A República - Cap. 10: Capítulo 10 Pág. 277 / 290

Repetiremos, portanto, que não se deve tomar a sério uma tal poesia, como se, sendo ela própria séria, chegasse à verdade, mas que é preciso, ao escutá-la, acautelar-se, quando se receia pelo governo da alma, e, finalmente, observar como lei tudo o que dissemos acerca da poesia.

- Estou inteiramente de acordo comigo.

- Com efeito, é um grande combate, amigo Gláucon, sim, maior do que se pensa, aquele em que se trata de nos tornarmos bons ou maus; por isso, nem a glória, nem as riquezas, nem a dignidade, nem mesmo a poesia, merecem que nos deixemos resvalar para o desprezo da justiça e das outras virtudes.

- Estou de acordo, depois do que foi dito, e creio que não há ninguém que deixe de concordar também.

- Contudo - prossegui -, ainda não falámos das recompensas maiores e dos prémios reservados à virtude.

- Devem ser extraordinariamente grandes se ultrapassarem os que enumerámos!

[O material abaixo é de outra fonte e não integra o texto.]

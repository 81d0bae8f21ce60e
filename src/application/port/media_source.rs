// SPDX-License-Identifier: MPL-2.0
//! Media source port definition.
//!
//! This module defines the [`MediaSource`] trait the pacing controller drives.
//! Adapters wrap a concrete player (a native video widget, a browser element,
//! the in-memory simulator) behind it.
//!
//! # Design Notes
//!
//! - The source is **stateful**: it owns the current position and play state
//! - `load` only starts preparation; readiness arrives as a `Ready` notification
//! - Notifications are delivered per subscription through the host's event
//!   loop as [`SourceNotification`](crate::domain::pacing::SourceNotification)
//!   values; the source never calls back into the controller
//! - Sources may fire notifications zero, one or several times and out of
//!   order; the controller defends against all of it

use crate::domain::error::PacingError;
use crate::domain::pacing::{NotificationKind, SubscriptionId};

/// Port for a playable media handle.
///
/// # Lifecycle
///
/// 1. `subscribe()` for the notifications of interest
/// 2. `load()` a locator
/// 3. Wait for `Ready`, then `play()` / `pause()` / `seek()` freely
/// 4. `Ended` reports the end of the media
/// 5. `unsubscribe()` every subscription before the next session subscribes
pub trait MediaSource {
    /// Starts preparing the media behind `locator`.
    ///
    /// Any previously loaded media is stopped first.
    ///
    /// # Errors
    ///
    /// Returns [`PacingError::SourceLoadFailure`] if the locator cannot be
    /// opened at all.
    fn load(&mut self, locator: &str) -> Result<(), PacingError>;

    /// Starts or resumes continuous playback.
    fn play(&mut self);

    /// Pauses playback at the current position.
    fn pause(&mut self);

    /// Moves the playback position to `position_secs`.
    fn seek(&mut self, position_secs: f64);

    /// Returns the current playback position in seconds.
    fn current_time(&self) -> f64;

    /// Returns the media duration in seconds, if known.
    fn duration(&self) -> Option<f64>;

    /// Registers interest in one notification kind.
    fn subscribe(&mut self, kind: NotificationKind) -> SubscriptionId;

    /// Releases a subscription. Unknown identifiers are ignored.
    fn unsubscribe(&mut self, id: SubscriptionId);
}
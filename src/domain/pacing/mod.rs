// SPDX-License-Identifier: MPL-2.0
//! Paced playback domain types.
//!
//! This module contains segment configuration, the pacing state enum and
//! notification value objects, independent of any media backend.

pub mod newtypes;
pub mod notification;
pub mod segment;
pub mod state;

// Re-export commonly used types
pub use newtypes::{HoldWindow, MinimumStep, PollInterval};
pub use notification::{NotificationKind, SourceNotification, SubscriptionId};
pub use segment::{Pacing, Segment};
pub use state::PacingState;
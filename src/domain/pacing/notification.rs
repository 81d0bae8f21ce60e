// SPDX-License-Identifier: MPL-2.0
//! Media source notification types.

use std::fmt;

/// Identifier handed out by a media source for one registered subscription.
///
/// Notifications carry the identifier they were delivered for, which lets
/// the controller discard anything addressed to a released subscription.
#[derive(Debug, Clone, Copy, PartialEq, Eq, Hash, PartialOrd, Ord)]
pub struct SubscriptionId(u64);

impl SubscriptionId {
    /// Wraps a raw identifier.
    #[must_use]
    pub fn new(raw: u64) -> Self {
        Self(raw)
    }

    /// Returns the raw identifier.
    #[must_use]
    pub fn value(self) -> u64 {
        self.0
    }
}

/// Asynchronous events a media source can report.
#[derive(Debug, Clone, Copy, PartialEq, Eq, Hash)]
pub enum NotificationKind {
    /// Duration and seeking are now valid.
    Ready,
    /// Playback reached the end of the media.
    Ended,
    /// The source hit an unrecoverable error after loading.
    Failed,
}

impl fmt::Display for NotificationKind {
    fn fmt(&self, f: &mut fmt::Formatter<'_>) -> fmt::Result {
        match self {
            Self::Ready => f.write_str("ready"),
            Self::Ended => f.write_str("ended"),
            Self::Failed => f.write_str("failed"),
        }
    }
}

/// A notification delivered for one subscription.
#[derive(Debug, Clone, Copy, PartialEq, Eq)]
pub struct SourceNotification {
    /// Subscription the notification was delivered to.
    pub subscription: SubscriptionId,
    /// What happened.
    pub kind: NotificationKind,
}

impl SourceNotification {
    /// Creates a notification for the given subscription.
    #[must_use]
    pub fn new(subscription: SubscriptionId, kind: NotificationKind) -> Self {
        Self { subscription, kind }
    }
}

- Mas qual é a coisa grande que pode ter lugar num curto espaço de tempo? Com efeito, todo esse tempo que separa a infância da velhice é bem curto em comparação com a eternidade.

- Não é nada - acrescentou.

- Ora bem! Achas que um ser imortal deva inquietar-se com um período tão curto como esse, e não com a eternidade?

- Por certo que não; mas para que tende este discurso?

- Não observaste - respondi - que a nossa alma é imortal e nunca morre?

A estas palavras, olhou-me com ar surpreso, depois disse-me:

- Por Zeus, não! Mas poderás prová-lo?

- Sim, se não me engano, creio até que tu poderias fazê-lo, pois não é difícil.

- Sim, para mim é; mas gostaria de te ouvir demonstrar essa coisa fácil.

- Escuta - disse eu.

- Fala, então.

- Reconheces - perguntei - que há um bem e um mal?

- Sim.

- Mas concebe-los como eu?

- Como?

- O que destrói e corrompe as coisas é o mal; o que as conserva e desenvolve é o bem.

- De acordo.

- Ora, quando um desses males se prende a uma' coisa não a deteriora e não acaba por dissolvê-la e arruiná-la totalmente?

- Como não?

- Portanto, são o mal e o vício próprios, por natureza, de cada coisa que destroem essa coisa, e, se esse mal não a destrói, nada mais a pode decompor; com efeito, o bem nunca destruirá o que quer que seja, assim como o que não é nem um bem nem um mal.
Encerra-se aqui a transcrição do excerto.